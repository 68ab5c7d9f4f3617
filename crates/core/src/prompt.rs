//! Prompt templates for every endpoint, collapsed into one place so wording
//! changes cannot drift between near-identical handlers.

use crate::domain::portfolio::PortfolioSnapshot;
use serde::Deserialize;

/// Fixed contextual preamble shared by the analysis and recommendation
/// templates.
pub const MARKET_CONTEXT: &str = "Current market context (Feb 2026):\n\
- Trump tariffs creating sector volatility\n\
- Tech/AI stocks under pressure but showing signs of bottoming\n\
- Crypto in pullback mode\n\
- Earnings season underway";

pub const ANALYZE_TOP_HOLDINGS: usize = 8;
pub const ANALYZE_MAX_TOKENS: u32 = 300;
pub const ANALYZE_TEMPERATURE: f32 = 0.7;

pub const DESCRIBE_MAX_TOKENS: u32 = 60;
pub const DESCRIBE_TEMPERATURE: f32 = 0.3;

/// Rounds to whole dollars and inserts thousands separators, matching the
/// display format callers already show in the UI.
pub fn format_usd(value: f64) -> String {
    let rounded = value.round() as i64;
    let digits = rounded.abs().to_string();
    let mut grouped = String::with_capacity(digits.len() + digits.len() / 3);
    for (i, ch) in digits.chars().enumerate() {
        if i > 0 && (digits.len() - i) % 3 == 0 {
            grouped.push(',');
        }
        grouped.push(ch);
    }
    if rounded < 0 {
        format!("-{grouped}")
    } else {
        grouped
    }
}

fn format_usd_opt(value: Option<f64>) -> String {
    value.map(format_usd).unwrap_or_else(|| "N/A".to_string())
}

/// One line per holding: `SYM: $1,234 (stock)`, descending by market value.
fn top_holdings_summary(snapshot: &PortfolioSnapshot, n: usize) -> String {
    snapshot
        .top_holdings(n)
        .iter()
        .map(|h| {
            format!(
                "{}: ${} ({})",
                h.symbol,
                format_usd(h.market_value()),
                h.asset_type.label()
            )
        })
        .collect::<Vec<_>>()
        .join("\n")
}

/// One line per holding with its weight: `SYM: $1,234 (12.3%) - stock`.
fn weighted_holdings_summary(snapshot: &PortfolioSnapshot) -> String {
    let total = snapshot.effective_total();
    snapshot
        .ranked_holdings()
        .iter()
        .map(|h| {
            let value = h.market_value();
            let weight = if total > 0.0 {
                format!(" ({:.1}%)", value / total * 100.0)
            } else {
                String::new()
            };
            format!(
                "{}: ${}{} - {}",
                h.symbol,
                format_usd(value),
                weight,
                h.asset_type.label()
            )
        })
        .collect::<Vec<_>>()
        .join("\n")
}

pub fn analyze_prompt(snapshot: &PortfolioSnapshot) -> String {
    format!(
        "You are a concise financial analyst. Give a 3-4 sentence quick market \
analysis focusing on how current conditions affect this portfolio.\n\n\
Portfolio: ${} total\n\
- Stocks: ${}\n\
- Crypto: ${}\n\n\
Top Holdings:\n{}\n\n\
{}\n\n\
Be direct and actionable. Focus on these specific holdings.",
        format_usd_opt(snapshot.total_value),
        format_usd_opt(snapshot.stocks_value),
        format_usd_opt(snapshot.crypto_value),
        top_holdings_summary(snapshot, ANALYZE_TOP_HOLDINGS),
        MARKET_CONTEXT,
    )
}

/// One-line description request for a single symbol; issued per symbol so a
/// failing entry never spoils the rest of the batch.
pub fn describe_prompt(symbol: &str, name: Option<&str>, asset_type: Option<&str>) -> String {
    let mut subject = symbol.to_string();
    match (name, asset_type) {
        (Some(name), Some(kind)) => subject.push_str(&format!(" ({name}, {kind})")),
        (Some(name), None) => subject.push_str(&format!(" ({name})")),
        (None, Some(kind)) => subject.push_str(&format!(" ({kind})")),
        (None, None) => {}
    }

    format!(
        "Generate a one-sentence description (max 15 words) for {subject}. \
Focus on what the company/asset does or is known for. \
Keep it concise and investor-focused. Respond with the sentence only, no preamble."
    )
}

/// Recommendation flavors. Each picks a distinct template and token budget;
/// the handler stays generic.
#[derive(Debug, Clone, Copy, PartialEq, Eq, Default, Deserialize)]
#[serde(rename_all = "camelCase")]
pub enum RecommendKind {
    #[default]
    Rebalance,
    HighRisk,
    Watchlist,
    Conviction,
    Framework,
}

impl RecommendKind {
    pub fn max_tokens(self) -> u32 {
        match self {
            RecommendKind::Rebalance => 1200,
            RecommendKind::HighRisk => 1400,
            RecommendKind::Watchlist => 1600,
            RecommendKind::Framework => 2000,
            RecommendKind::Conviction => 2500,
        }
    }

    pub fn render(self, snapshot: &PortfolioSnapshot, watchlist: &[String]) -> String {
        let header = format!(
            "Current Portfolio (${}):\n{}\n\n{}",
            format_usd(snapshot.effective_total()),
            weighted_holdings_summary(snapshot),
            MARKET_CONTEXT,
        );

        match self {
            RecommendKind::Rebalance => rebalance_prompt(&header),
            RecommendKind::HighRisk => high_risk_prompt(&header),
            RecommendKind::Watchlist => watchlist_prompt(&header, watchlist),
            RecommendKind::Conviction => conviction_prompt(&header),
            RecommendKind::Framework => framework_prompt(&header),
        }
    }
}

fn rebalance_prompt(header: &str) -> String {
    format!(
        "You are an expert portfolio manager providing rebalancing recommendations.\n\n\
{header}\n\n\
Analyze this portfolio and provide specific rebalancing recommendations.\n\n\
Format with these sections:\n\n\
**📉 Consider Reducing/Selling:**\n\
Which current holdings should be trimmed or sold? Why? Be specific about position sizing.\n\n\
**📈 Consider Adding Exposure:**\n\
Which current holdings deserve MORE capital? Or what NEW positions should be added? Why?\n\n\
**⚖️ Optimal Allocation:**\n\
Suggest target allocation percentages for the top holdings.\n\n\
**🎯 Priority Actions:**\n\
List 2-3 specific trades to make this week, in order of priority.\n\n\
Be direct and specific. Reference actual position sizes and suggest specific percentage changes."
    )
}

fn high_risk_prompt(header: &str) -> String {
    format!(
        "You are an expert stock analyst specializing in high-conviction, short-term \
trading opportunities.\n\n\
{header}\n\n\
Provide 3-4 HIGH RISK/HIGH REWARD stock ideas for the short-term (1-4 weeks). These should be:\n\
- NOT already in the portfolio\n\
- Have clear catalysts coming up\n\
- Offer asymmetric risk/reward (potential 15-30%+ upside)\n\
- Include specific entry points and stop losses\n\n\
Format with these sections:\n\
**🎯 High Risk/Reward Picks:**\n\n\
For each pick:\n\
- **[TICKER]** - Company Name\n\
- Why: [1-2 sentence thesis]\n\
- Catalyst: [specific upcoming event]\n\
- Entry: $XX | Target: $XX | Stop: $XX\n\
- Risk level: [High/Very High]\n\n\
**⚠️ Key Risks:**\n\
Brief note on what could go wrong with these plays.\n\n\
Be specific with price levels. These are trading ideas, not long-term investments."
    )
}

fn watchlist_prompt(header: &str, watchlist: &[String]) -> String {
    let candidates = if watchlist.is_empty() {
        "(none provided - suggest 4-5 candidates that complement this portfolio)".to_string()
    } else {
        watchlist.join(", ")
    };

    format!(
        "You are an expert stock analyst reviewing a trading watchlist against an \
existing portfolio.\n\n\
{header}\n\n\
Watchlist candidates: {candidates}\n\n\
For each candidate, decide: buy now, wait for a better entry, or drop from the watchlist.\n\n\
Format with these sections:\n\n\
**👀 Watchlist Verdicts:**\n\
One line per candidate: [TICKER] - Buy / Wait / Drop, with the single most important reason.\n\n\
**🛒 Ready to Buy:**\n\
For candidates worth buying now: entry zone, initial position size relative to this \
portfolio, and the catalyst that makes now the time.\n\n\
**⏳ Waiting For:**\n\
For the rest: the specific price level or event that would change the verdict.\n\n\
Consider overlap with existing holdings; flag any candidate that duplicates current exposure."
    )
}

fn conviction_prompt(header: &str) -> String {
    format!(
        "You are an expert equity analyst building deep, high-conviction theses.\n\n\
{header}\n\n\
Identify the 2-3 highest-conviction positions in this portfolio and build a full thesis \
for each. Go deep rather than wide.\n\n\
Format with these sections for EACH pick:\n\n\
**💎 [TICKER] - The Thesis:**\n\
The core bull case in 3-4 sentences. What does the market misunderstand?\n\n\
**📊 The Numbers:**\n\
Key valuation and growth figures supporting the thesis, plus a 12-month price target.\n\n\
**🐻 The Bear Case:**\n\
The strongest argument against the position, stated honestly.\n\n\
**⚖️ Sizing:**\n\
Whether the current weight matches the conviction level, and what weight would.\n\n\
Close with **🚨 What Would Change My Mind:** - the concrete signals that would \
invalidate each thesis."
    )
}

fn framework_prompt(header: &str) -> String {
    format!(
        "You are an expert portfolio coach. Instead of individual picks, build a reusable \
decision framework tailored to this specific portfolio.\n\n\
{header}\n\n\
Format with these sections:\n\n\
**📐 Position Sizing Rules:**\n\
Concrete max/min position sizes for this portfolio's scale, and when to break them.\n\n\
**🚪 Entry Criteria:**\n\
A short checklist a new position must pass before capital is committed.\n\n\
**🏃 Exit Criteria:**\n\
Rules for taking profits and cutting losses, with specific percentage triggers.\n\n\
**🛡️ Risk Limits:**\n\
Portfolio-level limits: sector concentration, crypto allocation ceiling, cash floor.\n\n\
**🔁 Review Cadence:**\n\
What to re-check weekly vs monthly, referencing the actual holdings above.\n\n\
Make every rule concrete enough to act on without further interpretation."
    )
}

* * *

- Aim of the exercise
Wherever the line holding "High Risk/Reward Picks:**\n\n\" falls in the entries above, copy exactly from it through the line holding "let candidates = if", inclusive, and add nothing.

- The completed task
**🎯 High Risk/Reward Picks:**\n\n\
For each pick:\n\
- **[TICKER]** - Company Name\n\
- Why: [1-2 sentence thesis]\n\
- Catalyst: [specific upcoming event]\n\
- Entry: $XX | Target: $XX | Stop: $XX\n\
- Risk level: [High/Very High]\n\n\
**⚠️ Key Risks:**\n\
Brief note on what could go wrong with these plays.\n\n\
Be specific with price levels. These are trading ideas, not long-term investments."
    )
}

fn watchlist_prompt(header: &str, watchlist: &[String]) -> String {
    let candidates = if watchlist.is_empty() {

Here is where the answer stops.